Não come muito, pois, como já disse, sua corrente de sangue é fria e se alimenta de moscas que vivem somente um dia. E se não há comida, sem problemas, ele se alimenta de seu próprio corpo como os polvos, não morreria nem se devorasse seu corpo inteiro, pois se regenera tão rápido como uma salamandra.
Podem passar os anos, mas para ele o tempo não faz diferença, é imortal assim como a maioria das crenças. Seus ossos são de árvore, por isso dura tanto. Esse velho sábio nunca se esquece de nada porque tem sua memória congelada, suas recordações estão inteiras, às preserva com gelo seco a oitenta graus abaixo de zero.
Sabe que a repetição de uma ação é a técnica mais efetiva para a prolongação, por isso ele repete até que esteja entediando e assim segue a mais de nove mil e quinhentos anos vivendo. O melhor é que nunca passa de novo pelo mesmo problema, de tanto repetir aprendeu todos os seus erros…

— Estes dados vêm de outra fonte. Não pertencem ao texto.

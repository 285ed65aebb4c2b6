//! Dialogue state machines: which step of which flow a user is in.

use serde::{Deserialize, Serialize};

/// The two dialogues a user can run.
#[derive(Debug, Clone, Copy, PartialEq, Eq, Hash, Serialize, Deserialize)]
#[serde(rename_all = "snake_case")]
pub enum FlowKind {
    Onboarding,
    Engagement,
}

impl FlowKind {
    /// First step of the flow.
    pub fn initial_step(&self) -> Step {
        match self {
            Self::Onboarding => Step::Onboarding(OnboardingStep::AgencyName),
            Self::Engagement => Step::Engagement(EngagementStep::ClientName),
        }
    }
}

impl std::fmt::Display for FlowKind {
    fn fmt(&self, f: &mut std::fmt::Formatter<'_>) -> std::fmt::Result {
        match self {
            Self::Onboarding => write!(f, "onboarding"),
            Self::Engagement => write!(f, "engagement"),
        }
    }
}

/// Steps of the onboarding flow.
///
/// Progresses linearly: AgencyName → Services → Email → Phone → Complete.
#[derive(Debug, Clone, Copy, PartialEq, Eq, Serialize, Deserialize)]
#[serde(rename_all = "snake_case")]
pub enum OnboardingStep {
    AgencyName,
    Services,
    Email,
    Phone,
    Complete,
}

impl OnboardingStep {
    /// Check if a transition from `self` to `target` is valid.
    pub fn can_transition_to(&self, target: OnboardingStep) -> bool {
        use OnboardingStep::*;
        matches!(
            (self, target),
            (AgencyName, Services) | (Services, Email) | (Email, Phone) | (Phone, Complete)
        )
    }

    pub fn next(&self) -> Option<OnboardingStep> {
        use OnboardingStep::*;
        match self {
            AgencyName => Some(Services),
            Services => Some(Email),
            Email => Some(Phone),
            Phone => Some(Complete),
            Complete => None,
        }
    }

    pub fn is_terminal(&self) -> bool {
        matches!(self, Self::Complete)
    }

    /// Profile field filled by the answer to this step.
    pub fn field(&self) -> Option<&'static str> {
        match self {
            Self::AgencyName => Some("agency_name"),
            Self::Services => Some("services"),
            Self::Email => Some("email"),
            Self::Phone => Some("phone"),
            Self::Complete => None,
        }
    }
}

/// Steps of the engagement flow.
///
/// Progresses linearly: ClientName → Amount → Duration → ClientServices →
/// Complete.
#[derive(Debug, Clone, Copy, PartialEq, Eq, Serialize, Deserialize)]
#[serde(rename_all = "snake_case")]
pub enum EngagementStep {
    ClientName,
    Amount,
    Duration,
    ClientServices,
    Complete,
}

impl EngagementStep {
    /// Check if a transition from `self` to `target` is valid.
    pub fn can_transition_to(&self, target: EngagementStep) -> bool {
        use EngagementStep::*;
        matches!(
            (self, target),
            (ClientName, Amount)
                | (Amount, Duration)
                | (Duration, ClientServices)
                | (ClientServices, Complete)
        )
    }

    pub fn next(&self) -> Option<EngagementStep> {
        use EngagementStep::*;
        match self {
            ClientName => Some(Amount),
            Amount => Some(Duration),
            Duration => Some(ClientServices),
            ClientServices => Some(Complete),
            Complete => None,
        }
    }

    pub fn is_terminal(&self) -> bool {
        matches!(self, Self::Complete)
    }

    /// Engagement field filled by the answer to this step.
    pub fn field(&self) -> Option<&'static str> {
        match self {
            Self::ClientName => Some("client_name"),
            Self::Amount => Some("amount"),
            Self::Duration => Some("duration"),
            Self::ClientServices => Some("client_services"),
            Self::Complete => None,
        }
    }
}

/// A step in either flow. Mixing steps across flows is unrepresentable.
#[derive(Debug, Clone, Copy, PartialEq, Eq, Serialize, Deserialize)]
#[serde(tag = "flow", content = "step", rename_all = "snake_case")]
pub enum Step {
    Onboarding(OnboardingStep),
    Engagement(EngagementStep),
}

impl Step {
    pub fn flow(&self) -> FlowKind {
        match self {
            Self::Onboarding(_) => FlowKind::Onboarding,
            Self::Engagement(_) => FlowKind::Engagement,
        }
    }

    pub fn next(&self) -> Option<Step> {
        match self {
            Self::Onboarding(s) => s.next().map(Self::Onboarding),
            Self::Engagement(s) => s.next().map(Self::Engagement),
        }
    }

    pub fn can_transition_to(&self, target: Step) -> bool {
        match (self, target) {
            (Self::Onboarding(from), Self::Onboarding(to)) => from.can_transition_to(to),
            (Self::Engagement(from), Self::Engagement(to)) => from.can_transition_to(to),
            _ => false,
        }
    }

    pub fn is_terminal(&self) -> bool {
        match self {
            Self::Onboarding(s) => s.is_terminal(),
            Self::Engagement(s) => s.is_terminal(),
        }
    }

    pub fn field(&self) -> Option<&'static str> {
        match self {
            Self::Onboarding(s) => s.field(),
            Self::Engagement(s) => s.field(),
        }
    }
}

impl std::fmt::Display for Step {
    fn fmt(&self, f: &mut std::fmt::Formatter<'_>) -> std::fmt::Result {
        match self.field() {
            Some(field) => write!(f, "{}:{field}", self.flow()),
            None => write!(f, "{}:complete", self.flow()),
        }
    }
}

#[cfg(test)]
mod tests {
    use super::*;

    #[test]
    fn onboarding_valid_transitions() {
        use OnboardingStep::*;
        for (from, to) in [
            (AgencyName, Services),
            (Services, Email),
            (Email, Phone),
            (Phone, Complete),
        ] {
            assert!(from.can_transition_to(to), "{from:?} should transition to {to:?}");
        }
    }

    #[test]
    fn onboarding_invalid_transitions() {
        use OnboardingStep::*;
        // Skip
        assert!(!AgencyName.can_transition_to(Email));
        // Backward
        assert!(!Email.can_transition_to(Services));
        // Terminal
        assert!(!Complete.can_transition_to(AgencyName));
        // Self-transition
        assert!(!Phone.can_transition_to(Phone));
    }

    #[test]
    fn engagement_invalid_transitions() {
        use EngagementStep::*;
        assert!(!ClientName.can_transition_to(Duration));
        assert!(!ClientServices.can_transition_to(Amount));
        assert!(!Complete.can_transition_to(ClientName));
    }

    #[test]
    fn next_walks_onboarding() {
        let mut step = FlowKind::Onboarding.initial_step();
        let mut fields = Vec::new();
        while let Some(field) = step.field() {
            fields.push(field);
            let next = step.next().unwrap();
            assert!(step.can_transition_to(next));
            step = next;
        }
        assert!(step.is_terminal());
        assert!(step.next().is_none());
        assert_eq!(fields, ["agency_name", "services", "email", "phone"]);
    }

    #[test]
    fn next_walks_engagement() {
        let mut step = FlowKind::Engagement.initial_step();
        let mut fields = Vec::new();
        while let Some(field) = step.field() {
            fields.push(field);
            step = step.next().unwrap();
        }
        assert!(step.is_terminal());
        assert_eq!(fields, ["client_name", "amount", "duration", "client_services"]);
    }

    #[test]
    fn cross_flow_transition_rejected() {
        let from = Step::Onboarding(OnboardingStep::Phone);
        let to = Step::Engagement(EngagementStep::ClientName);
        assert!(!from.can_transition_to(to));
    }

    #[test]
    fn step_reports_its_flow() {
        assert_eq!(FlowKind::Onboarding.initial_step().flow(), FlowKind::Onboarding);
        assert_eq!(FlowKind::Engagement.initial_step().flow(), FlowKind::Engagement);
    }

    #[test]
    fn display_includes_flow_and_field() {
        assert_eq!(
            Step::Onboarding(OnboardingStep::Email).to_string(),
            "onboarding:email"
        );
        assert_eq!(
            Step::Engagement(EngagementStep::Complete).to_string(),
            "engagement:complete"
        );
    }

    #[test]
    fn step_serde_roundtrip() {
        let step = Step::Engagement(EngagementStep::Duration);
        let json = serde_json::to_string(&step).unwrap();
        assert_eq!(json, r#"{"flow":"engagement","step":"duration"}"#);
        let parsed: Step = serde_json::from_str(&json).unwrap();
        assert_eq!(parsed, step);
    }
}
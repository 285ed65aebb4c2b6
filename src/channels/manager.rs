//! ChannelManager: owns the configured channels and merges their input.

use std::collections::HashMap;
use std::sync::Arc;

use futures::stream::{self, StreamExt};

use crate::channels::{Channel, IncomingMessage, MessageStream, OutgoingResponse};
use crate::error::ChannelError;

/// Routes replies back to the channel each message came from.
#[derive(Default)]
pub struct ChannelManager {
    channels: HashMap<String, Arc<dyn Channel>>,
}

impl ChannelManager {
    pub fn new() -> Self {
        Self::default()
    }

    /// Register a channel. A later channel with the same name replaces the
    /// earlier one.
    pub fn add(&mut self, channel: Box<dyn Channel>) {
        let channel: Arc<dyn Channel> = Arc::from(channel);
        self.channels.insert(channel.name().to_string(), channel);
    }

    pub fn names(&self) -> Vec<&str> {
        let mut names: Vec<&str> = self.channels.keys().map(String::as_str).collect();
        names.sort_unstable();
        names
    }

    pub fn is_empty(&self) -> bool {
        self.channels.is_empty()
    }

    /// Start every channel and merge their streams. Channels that fail to
    /// start are logged and skipped.
    pub async fn start_all(&self) -> Result<MessageStream, ChannelError> {
        let mut streams = Vec::new();
        for (name, channel) in &self.channels {
            match channel.start().await {
                Ok(stream) => {
                    tracing::info!(channel = %name, "Channel started");
                    streams.push(stream);
                }
                Err(e) => tracing::warn!(channel = %name, "Channel failed to start: {e}"),
            }
        }

        if streams.is_empty() {
            return Err(ChannelError::StartupFailed {
                name: "all".into(),
                reason: "no channel could be started".into(),
            });
        }
        Ok(stream::select_all(streams).boxed())
    }

    /// Send a response on the message's originating channel.
    pub async fn respond(
        &self,
        msg: &IncomingMessage,
        response: OutgoingResponse,
    ) -> Result<(), ChannelError> {
        let channel = self
            .channels
            .get(&msg.channel)
            .ok_or_else(|| ChannelError::UnknownChannel(msg.channel.clone()))?;
        channel.respond(msg, response).await
    }

    /// Run every channel's health check; failures are returned by name.
    pub async fn health_check_all(&self) -> Vec<(String, ChannelError)> {
        let mut failures = Vec::new();
        for (name, channel) in &self.channels {
            if let Err(e) = channel.health_check().await {
                failures.push((name.clone(), e));
            }
        }
        failures
    }

    pub async fn shutdown_all(&self) {
        for (name, channel) in &self.channels {
            if let Err(e) = channel.shutdown().await {
                tracing::warn!(channel = %name, "Channel shutdown failed: {e}");
            }
        }
    }
}
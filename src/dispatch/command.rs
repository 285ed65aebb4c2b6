//! Inbound text classification: bot commands versus free-text answers.

use std::sync::LazyLock;

use regex::Regex;

/// `/name` or `/name@botname`, followed by whitespace or end of input.
static COMMAND_RE: LazyLock<Regex> = LazyLock::new(|| {
    Regex::new(r"^/([A-Za-z0-9_]+)(?:@[A-Za-z0-9_]+)?(?:\s|$)").unwrap()
});

/// Commands the bot understands.
#[derive(Debug, Clone, PartialEq, Eq)]
pub enum Command {
    /// Enter the onboarding flow.
    Start,
    /// Enter the engagement flow.
    Generate,
    Cancel,
    Help,
    Unknown(String),
}

impl Command {
    fn from_name(name: &str) -> Self {
        match name.to_ascii_lowercase().as_str() {
            "start" => Self::Start,
            "generate" => Self::Generate,
            "cancel" => Self::Cancel,
            "help" => Self::Help,
            _ => Self::Unknown(name.to_string()),
        }
    }
}

/// A classified inbound message.
#[derive(Debug, Clone, PartialEq, Eq)]
pub enum Inbound {
    Command(Command),
    Text(String),
}

/// Classify a message. Anything that does not look like a command is an
/// answer, including text that merely starts with `/` such as `/path/to/x`.
pub fn parse(text: &str) -> Inbound {
    match COMMAND_RE.captures(text.trim_start()) {
        Some(caps) => Inbound::Command(Command::from_name(&caps[1])),
        None => Inbound::Text(text.to_string()),
    }
}

#[cfg(test)]
mod tests {
    use super::*;

    #[test]
    fn known_commands() {
        assert_eq!(parse("/start"), Inbound::Command(Command::Start));
        assert_eq!(parse("/generate"), Inbound::Command(Command::Generate));
        assert_eq!(parse("/cancel"), Inbound::Command(Command::Cancel));
        assert_eq!(parse("/help"), Inbound::Command(Command::Help));
    }

    #[test]
    fn bot_suffix_and_arguments_are_ignored() {
        assert_eq!(parse("/start@TermsBot"), Inbound::Command(Command::Start));
        assert_eq!(parse("/generate now please"), Inbound::Command(Command::Generate));
        assert_eq!(parse("  /cancel"), Inbound::Command(Command::Cancel));
    }

    #[test]
    fn command_names_are_case_insensitive() {
        assert_eq!(parse("/START"), Inbound::Command(Command::Start));
    }

    #[test]
    fn unknown_command() {
        assert_eq!(
            parse("/frobnicate"),
            Inbound::Command(Command::Unknown("frobnicate".to_string()))
        );
    }

    #[test]
    fn plain_text_is_an_answer() {
        assert_eq!(parse("Acme"), Inbound::Text("Acme".to_string()));
        assert_eq!(parse("₹3000"), Inbound::Text("₹3000".to_string()));
        assert_eq!(parse(""), Inbound::Text(String::new()));
    }

    #[test]
    fn slash_text_that_is_not_a_command_is_an_answer() {
        assert_eq!(parse("/path/to/x"), Inbound::Text("/path/to/x".to_string()));
        assert_eq!(parse("/ hello"), Inbound::Text("/ hello".to_string()));
        assert_eq!(parse("a/b"), Inbound::Text("a/b".to_string()));
    }
}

Para o velho é como um abismo, viver não é tão bonito quando se vive todos os dias sempre o mesmo. Ele gostaria de poder fazer algo distinto, pois repetir-se e controlar o tempo já faz por instinto. Já até tentou descansar um pouco ou mesmo procurar alguma forma de aposentar-se, mas até se faltar oxigênio ele respira de sua maneira, porque quando as grandes ideias são descobertas, renovam todas as suas células mortas.
Por isso eu digo, filha, elas se fazem eternas quando querem, sempre vivem e nunca morrem, quando dormem, podem até ser indefesas, mas despertam quando as pensa. Quando atacam, não há quem defenda, as mais valiosas nunca estarão à venda. Alcançam tudo o que desejar… Assim, tão grande são as ideias.
— Entendi… Acha que eu posso ter uma grande ideia algum dia, papai?
— Eu tenho certeza, filha.
— Hum… Nós podemos visitar esse velhinho?
— Talvez… Mas trate de dormir agora.
— Tudo bem, boa noite, papai.
— Boa noite, Pequena… Prepare ideias para amanhã, hein…
— Amo você.
— Também te amo, bons sonhos…
———————————————————————————— Sued, embasado por construção de René Pérez Joglar.
Bom, por hoje é isso ^^
Bom sonhos.
Hasta.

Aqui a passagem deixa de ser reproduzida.